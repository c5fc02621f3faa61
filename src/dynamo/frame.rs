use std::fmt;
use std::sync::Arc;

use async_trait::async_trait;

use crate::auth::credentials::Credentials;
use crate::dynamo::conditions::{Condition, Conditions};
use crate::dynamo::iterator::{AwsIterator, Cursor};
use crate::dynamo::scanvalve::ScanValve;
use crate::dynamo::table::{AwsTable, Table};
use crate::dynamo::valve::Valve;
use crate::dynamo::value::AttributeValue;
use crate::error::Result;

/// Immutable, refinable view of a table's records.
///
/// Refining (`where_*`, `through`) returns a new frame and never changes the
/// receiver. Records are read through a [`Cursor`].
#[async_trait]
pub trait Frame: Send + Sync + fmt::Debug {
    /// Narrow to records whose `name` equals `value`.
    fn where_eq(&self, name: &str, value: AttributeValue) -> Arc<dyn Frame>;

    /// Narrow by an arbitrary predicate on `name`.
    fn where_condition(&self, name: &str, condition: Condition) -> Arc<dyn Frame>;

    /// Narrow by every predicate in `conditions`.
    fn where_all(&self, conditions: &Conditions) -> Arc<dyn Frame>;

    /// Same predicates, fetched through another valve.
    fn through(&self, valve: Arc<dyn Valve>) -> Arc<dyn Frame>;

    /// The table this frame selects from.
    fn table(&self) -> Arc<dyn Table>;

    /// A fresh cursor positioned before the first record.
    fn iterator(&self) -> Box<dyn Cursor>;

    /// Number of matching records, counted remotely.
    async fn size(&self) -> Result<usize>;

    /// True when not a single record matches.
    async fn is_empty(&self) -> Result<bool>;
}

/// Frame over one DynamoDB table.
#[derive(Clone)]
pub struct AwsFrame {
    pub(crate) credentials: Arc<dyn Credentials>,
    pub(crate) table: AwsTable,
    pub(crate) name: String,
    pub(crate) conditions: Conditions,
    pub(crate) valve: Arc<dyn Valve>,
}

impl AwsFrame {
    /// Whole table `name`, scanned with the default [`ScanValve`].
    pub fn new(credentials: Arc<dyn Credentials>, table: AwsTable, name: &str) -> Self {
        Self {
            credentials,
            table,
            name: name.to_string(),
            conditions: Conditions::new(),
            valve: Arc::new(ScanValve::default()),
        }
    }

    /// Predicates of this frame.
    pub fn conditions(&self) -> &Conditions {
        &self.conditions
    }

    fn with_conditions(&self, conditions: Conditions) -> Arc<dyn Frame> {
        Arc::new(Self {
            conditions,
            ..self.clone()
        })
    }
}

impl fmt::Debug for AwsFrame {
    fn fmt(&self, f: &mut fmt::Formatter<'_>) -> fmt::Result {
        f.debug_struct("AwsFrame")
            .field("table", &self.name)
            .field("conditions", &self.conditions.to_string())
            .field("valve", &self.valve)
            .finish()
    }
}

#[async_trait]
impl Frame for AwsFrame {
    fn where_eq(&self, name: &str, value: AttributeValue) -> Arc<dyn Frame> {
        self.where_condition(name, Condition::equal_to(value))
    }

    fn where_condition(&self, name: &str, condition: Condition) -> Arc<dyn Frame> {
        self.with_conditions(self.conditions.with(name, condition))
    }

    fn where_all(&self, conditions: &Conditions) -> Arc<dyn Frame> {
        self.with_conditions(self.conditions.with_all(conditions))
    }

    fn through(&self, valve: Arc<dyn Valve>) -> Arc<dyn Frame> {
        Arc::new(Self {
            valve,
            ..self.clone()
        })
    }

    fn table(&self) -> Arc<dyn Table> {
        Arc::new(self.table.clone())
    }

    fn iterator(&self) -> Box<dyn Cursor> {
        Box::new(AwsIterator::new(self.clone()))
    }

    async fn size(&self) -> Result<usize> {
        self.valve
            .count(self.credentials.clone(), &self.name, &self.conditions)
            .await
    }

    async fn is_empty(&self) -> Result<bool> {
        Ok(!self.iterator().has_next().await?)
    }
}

----------

Aim of the task
Copy out only the lines of the records above from the one with "Condition) -> Arc<dyn Frame>;" through the one with "fn through(&self, valve: Arc<dyn Valve>) -> Arc<dyn Frame>;", exactly as they stand, both included.

Your solution
    fn where_condition(&self, name: &str, condition: Condition) -> Arc<dyn Frame>;

    /// Narrow by every predicate in `conditions`.
    fn where_all(&self, conditions: &Conditions) -> Arc<dyn Frame>;

    /// Same predicates, fetched through another valve.
    fn through(&self, valve: Arc<dyn Valve>) -> Arc<dyn Frame>;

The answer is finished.